A economia circular tem ganhado destaque na Europa como uma abordagem sustentável para reduzir o desperdício e promover a reutilização de recursos. Diferente do modelo linear tradicional de extrair, produzir e descartar, a economia circular enfatiza o ciclo contínuo de materiais, com iniciativas apoiadas pela União Europeia através de políticas como o Plano de Ação para a Economia Circular, lançado em 2015 e atualizado em 2020. Esse plano visa transformar a economia do bloco em um sistema mais resiliente, com metas para reciclagem e redução de emissões, influenciando setores como manufatura e agricultura.

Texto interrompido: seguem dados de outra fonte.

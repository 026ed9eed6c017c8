use serde::{Deserialize, Serialize};
use std::env;
use std::path::Path;

use crate::error::{TrifieldError, TrifieldResult};

/// Environment variable naming an optional JSON config file
pub const CONFIG_PATH_ENV: &str = "TRIFIELD_CONFIG";
/// Environment variable pinning the RNG seed
pub const SEED_ENV: &str = "TRIFIELD_SEED";

/// Greys and white used for ordinary triangles
pub const DEFAULT_PALETTE: [[u8; 3]; 6] = [
    [96, 96, 96],
    [92, 92, 92],
    [99, 99, 99],
    [147, 147, 147],
    [193, 193, 193],
    [255, 255, 255],
];

/// Every tunable of the triangle field. Times are milliseconds, distances pixels.
#[derive(Debug, Clone, PartialEq, Deserialize, Serialize)]
#[serde(default)]
pub struct FieldConfig {
    /// Number of ordinary triangles kept alive
    pub capacity: usize,
    /// Lifetime of a flicker triangle
    pub flicker_duration_ms: f64,
    /// Opaque scale applied to flicker age before the sine
    pub flicker_opacity_scale: f64,
    /// Fixed size of flicker triangles
    pub flicker_size: f32,
    /// Minimum time between two line bursts
    pub burst_interval_ms: f64,
    /// Flicker triangles per line burst
    pub burst_count: usize,
    /// Upper bound of the random insertion delay inside a burst
    pub burst_stagger_ms: f64,
    pub trail_chance: f64,
    pub trail_length: usize,
    pub trail_delay: f32,
    /// Offset between consecutive trail ghosts
    pub trail_distance: f32,
    /// Ordinary size = r * min(w, h) * size_scale + size_floor
    pub size_scale: f32,
    pub size_floor: f32,
    pub max_speed: f32,
    pub large_speed_multiplier: f32,
    pub small_speed_multiplier: f32,
    pub rotation_speed_scale: f32,
    /// Upper bound of the random spawn delay of ordinary triangles
    pub spawn_delay_ms: f64,
    pub palette: Vec<[u8; 3]>,
    /// Fixed RNG seed; random per run when absent
    pub seed: Option<u64>,
}

impl Default for FieldConfig {
    fn default() -> Self {
        Self {
            capacity: 55,
            flicker_duration_ms: 2000.0,
            flicker_opacity_scale: 0.01,
            flicker_size: 50.0,
            burst_interval_ms: 5000.0,
            burst_count: 10,
            burst_stagger_ms: 1000.0,
            trail_chance: 0.1,
            trail_length: 5,
            trail_delay: 0.75,
            trail_distance: 10.0,
            size_scale: 0.6,
            size_floor: 50.0,
            max_speed: 0.5,
            large_speed_multiplier: 0.5,
            small_speed_multiplier: 2.0,
            rotation_speed_scale: 0.01,
            spawn_delay_ms: 3000.0,
            palette: DEFAULT_PALETTE.to_vec(),
            seed: None,
        }
    }
}

impl FieldConfig {
    /// Load config from the file named by `TRIFIELD_CONFIG` and from `TRIFIELD_SEED`.
    /// The binary reads `.env` before calling this. Falls back to defaults when nothing is configured.
    pub fn load() -> TrifieldResult<Self> {
        let mut config = match env::var(CONFIG_PATH_ENV) {
            Ok(path) => {
                log::info!("Loading field config from {}", path);
                Self::from_file(path)?
            }
            Err(_) => Self::default(),
        };

        if let Ok(seed) = env::var(SEED_ENV) {
            let seed = seed.trim().parse::<u64>().map_err(|e| TrifieldError::InvalidConfig {
                field: "seed",
                reason: format!("{} is not a u64: {}", SEED_ENV, e),
            })?;
            config.seed = Some(seed);
        }

        config.validate()?;
        Ok(config)
    }

    pub fn from_file(path: impl AsRef<Path>) -> TrifieldResult<Self> {
        let json = std::fs::read_to_string(path)?;
        Self::from_json_str(&json)
    }

    pub fn from_json_str(json: &str) -> TrifieldResult<Self> {
        let config: Self = serde_json::from_str(json)?;
        config.validate()?;
        Ok(config)
    }

    pub fn validate(&self) -> TrifieldResult<()> {
        fn invalid(field: &'static str, reason: &str) -> TrifieldError {
            TrifieldError::InvalidConfig {
                field,
                reason: reason.to_string(),
            }
        }

        if self.capacity == 0 {
            return Err(invalid("capacity", "must be greater than zero"));
        }
        if self.flicker_duration_ms <= 0.0 {
            return Err(invalid("flicker_duration_ms", "must be positive"));
        }
        if self.burst_interval_ms <= 0.0 {
            return Err(invalid("burst_interval_ms", "must be positive"));
        }
        if self.burst_stagger_ms < 0.0 {
            return Err(invalid("burst_stagger_ms", "cannot be negative"));
        }
        if self.spawn_delay_ms < 0.0 {
            return Err(invalid("spawn_delay_ms", "cannot be negative"));
        }
        if !(0.0..=1.0).contains(&self.trail_chance) {
            return Err(invalid("trail_chance", "must be within 0..=1"));
        }
        if self.trail_delay <= 0.0 {
            return Err(invalid("trail_delay", "must be positive"));
        }
        if self.palette.is_empty() {
            return Err(invalid("palette", "needs at least one color"));
        }
        Ok(())
    }
}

Na Holanda, a cidade de Amsterdã exemplifica a aplicação prática da economia circular com sua estratégia lançada em 2015, que inclui projetos para converter resíduos orgânicos em energia e promover a moda sustentável através de parcerias com empresas locais. Essa iniciativa resultou na redução de 20% no desperdício de alimentos em certos distritos, demonstrando como políticas urbanas podem integrar ciclos de produção fechados e incentivar a inovação em escala municipal.
Na França, a Lei Anti-Desperdício para uma Economia Circular, aprovada em 2020, proíbe a destruição de produtos não vendidos e obriga a reciclagem de plásticos e eletrônicos, impulsionando a responsabilidade corporativa. Esse marco legal já levou a uma diminuição significativa no descarte de bens de consumo, com empresas adotando modelos de aluguel e reparo para prolongar a vida útil de itens, servindo como referência para outros países europeus.